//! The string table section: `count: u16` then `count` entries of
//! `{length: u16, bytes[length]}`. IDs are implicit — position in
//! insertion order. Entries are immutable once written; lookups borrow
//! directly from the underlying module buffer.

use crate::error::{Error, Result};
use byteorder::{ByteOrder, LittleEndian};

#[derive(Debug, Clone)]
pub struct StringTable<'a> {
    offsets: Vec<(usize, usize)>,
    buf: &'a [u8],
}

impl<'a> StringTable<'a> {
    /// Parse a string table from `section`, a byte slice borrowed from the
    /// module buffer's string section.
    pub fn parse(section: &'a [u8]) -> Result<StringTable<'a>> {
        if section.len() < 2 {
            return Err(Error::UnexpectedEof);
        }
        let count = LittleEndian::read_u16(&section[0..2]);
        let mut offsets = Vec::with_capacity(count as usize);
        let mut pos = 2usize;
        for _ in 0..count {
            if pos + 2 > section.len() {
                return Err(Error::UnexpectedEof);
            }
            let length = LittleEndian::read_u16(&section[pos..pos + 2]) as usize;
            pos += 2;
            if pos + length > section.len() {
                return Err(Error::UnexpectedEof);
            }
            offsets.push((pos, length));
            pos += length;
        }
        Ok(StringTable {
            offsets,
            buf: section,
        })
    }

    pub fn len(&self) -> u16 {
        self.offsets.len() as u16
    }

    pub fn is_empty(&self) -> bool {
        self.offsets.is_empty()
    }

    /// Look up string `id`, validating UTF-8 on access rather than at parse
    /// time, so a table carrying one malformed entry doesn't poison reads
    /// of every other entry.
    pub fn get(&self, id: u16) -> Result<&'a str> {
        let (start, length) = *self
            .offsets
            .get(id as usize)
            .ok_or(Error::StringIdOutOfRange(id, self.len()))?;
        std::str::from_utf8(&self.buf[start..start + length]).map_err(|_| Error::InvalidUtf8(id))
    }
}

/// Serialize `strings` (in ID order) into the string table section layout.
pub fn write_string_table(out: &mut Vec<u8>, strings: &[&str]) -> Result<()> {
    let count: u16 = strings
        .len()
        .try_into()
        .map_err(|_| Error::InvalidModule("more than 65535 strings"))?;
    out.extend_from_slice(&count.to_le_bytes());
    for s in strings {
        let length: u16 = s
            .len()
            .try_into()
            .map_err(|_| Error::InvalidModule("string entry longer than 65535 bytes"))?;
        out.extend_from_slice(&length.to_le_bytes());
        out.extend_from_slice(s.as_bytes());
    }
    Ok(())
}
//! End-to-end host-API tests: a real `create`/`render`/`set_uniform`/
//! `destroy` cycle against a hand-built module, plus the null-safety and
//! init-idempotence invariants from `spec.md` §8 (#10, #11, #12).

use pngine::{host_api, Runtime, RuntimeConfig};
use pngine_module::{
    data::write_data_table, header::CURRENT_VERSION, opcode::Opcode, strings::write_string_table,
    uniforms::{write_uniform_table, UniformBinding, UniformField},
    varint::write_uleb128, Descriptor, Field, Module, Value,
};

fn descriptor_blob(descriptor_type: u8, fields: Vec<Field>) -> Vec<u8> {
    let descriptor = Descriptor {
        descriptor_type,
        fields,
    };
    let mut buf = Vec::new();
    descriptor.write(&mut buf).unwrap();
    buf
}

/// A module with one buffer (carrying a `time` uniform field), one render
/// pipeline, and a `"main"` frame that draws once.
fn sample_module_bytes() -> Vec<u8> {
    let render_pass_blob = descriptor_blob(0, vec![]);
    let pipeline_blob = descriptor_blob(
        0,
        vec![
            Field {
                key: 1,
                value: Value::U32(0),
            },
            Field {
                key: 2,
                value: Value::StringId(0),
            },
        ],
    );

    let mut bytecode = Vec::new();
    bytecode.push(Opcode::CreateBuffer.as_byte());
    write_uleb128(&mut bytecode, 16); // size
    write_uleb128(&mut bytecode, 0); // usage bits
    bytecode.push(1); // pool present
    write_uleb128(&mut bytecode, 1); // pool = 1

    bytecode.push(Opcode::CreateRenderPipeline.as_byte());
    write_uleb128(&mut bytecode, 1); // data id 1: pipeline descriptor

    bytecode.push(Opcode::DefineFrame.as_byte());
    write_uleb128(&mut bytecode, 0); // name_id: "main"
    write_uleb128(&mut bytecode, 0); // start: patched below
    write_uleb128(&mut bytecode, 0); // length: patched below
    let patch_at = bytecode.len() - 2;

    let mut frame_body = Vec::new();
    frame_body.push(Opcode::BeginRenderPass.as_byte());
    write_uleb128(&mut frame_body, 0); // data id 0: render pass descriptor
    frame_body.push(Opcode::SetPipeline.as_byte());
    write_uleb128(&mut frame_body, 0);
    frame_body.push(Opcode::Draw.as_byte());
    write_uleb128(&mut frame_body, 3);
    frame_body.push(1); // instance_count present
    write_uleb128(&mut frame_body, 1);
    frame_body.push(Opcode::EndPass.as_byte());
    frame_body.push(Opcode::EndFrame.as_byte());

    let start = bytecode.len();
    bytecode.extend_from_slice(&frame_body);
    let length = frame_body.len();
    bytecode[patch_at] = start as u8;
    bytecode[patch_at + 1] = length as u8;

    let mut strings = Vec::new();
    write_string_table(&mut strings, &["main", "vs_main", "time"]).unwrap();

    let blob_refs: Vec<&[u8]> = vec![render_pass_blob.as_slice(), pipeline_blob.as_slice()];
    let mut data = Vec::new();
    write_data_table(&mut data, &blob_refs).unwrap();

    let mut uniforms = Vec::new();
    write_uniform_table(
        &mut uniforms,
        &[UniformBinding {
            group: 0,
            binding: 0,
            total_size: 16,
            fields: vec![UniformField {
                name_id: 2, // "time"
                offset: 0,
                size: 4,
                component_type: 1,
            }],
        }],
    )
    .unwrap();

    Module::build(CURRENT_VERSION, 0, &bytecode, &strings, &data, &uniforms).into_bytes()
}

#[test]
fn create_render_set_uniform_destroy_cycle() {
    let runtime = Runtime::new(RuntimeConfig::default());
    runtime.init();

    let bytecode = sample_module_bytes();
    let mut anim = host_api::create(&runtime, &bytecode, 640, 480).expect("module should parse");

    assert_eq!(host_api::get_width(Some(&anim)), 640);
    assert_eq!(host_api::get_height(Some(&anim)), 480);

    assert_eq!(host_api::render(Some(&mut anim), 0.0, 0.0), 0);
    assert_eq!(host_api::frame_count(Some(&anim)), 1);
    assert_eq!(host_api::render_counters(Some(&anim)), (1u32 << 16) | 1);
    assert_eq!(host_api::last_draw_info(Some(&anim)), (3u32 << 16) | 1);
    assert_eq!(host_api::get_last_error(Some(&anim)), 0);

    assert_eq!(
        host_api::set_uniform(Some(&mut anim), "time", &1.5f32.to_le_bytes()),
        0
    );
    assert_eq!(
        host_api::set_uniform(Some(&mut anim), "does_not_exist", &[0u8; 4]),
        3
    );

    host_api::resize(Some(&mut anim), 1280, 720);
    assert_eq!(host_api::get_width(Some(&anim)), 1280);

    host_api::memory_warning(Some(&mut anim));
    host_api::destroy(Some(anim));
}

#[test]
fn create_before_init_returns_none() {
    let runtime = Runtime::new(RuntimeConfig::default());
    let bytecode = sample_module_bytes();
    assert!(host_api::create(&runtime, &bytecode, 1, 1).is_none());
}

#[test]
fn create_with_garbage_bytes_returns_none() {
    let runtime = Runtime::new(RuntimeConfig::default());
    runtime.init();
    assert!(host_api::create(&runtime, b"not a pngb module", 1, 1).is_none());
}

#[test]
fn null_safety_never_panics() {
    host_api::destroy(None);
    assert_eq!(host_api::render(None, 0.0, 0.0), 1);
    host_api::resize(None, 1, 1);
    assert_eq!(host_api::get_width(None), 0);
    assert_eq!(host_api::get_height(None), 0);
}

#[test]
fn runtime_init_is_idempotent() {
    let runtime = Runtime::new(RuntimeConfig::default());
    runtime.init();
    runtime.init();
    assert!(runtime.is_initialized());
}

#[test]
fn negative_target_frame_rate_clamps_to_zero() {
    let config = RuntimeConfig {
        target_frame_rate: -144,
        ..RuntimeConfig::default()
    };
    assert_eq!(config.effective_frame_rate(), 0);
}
※ ※ ※
> _Activity_: Would you output, from the records above, exactly the run of lines that starts at the line containing "pub fn len(&self)" and ends at the line containing "out.extend_from_slice(s.as_bytes());", and only that run?

> _Response to the exercise_:
    pub fn len(&self) -> u16 {
        self.offsets.len() as u16
    }

    pub fn is_empty(&self) -> bool {
        self.offsets.is_empty()
    }

    /// Look up string `id`, validating UTF-8 on access rather than at parse
    /// time, so a table carrying one malformed entry doesn't poison reads
    /// of every other entry.
    pub fn get(&self, id: u16) -> Result<&'a str> {
        let (start, length) = *self
            .offsets
            .get(id as usize)
            .ok_or(Error::StringIdOutOfRange(id, self.len()))?;
        std::str::from_utf8(&self.buf[start..start + length]).map_err(|_| Error::InvalidUtf8(id))
    }
}

/// Serialize `strings` (in ID order) into the string table section layout.
pub fn write_string_table(out: &mut Vec<u8>, strings: &[&str]) -> Result<()> {
    let count: u16 = strings
        .len()
        .try_into()
        .map_err(|_| Error::InvalidModule("more than 65535 strings"))?;
    out.extend_from_slice(&count.to_le_bytes());
    for s in strings {
        let length: u16 = s
            .len()
            .try_into()
            .map_err(|_| Error::InvalidModule("string entry longer than 65535 bytes"))?;
        out.extend_from_slice(&length.to_le_bytes());
        out.extend_from_slice(s.as_bytes());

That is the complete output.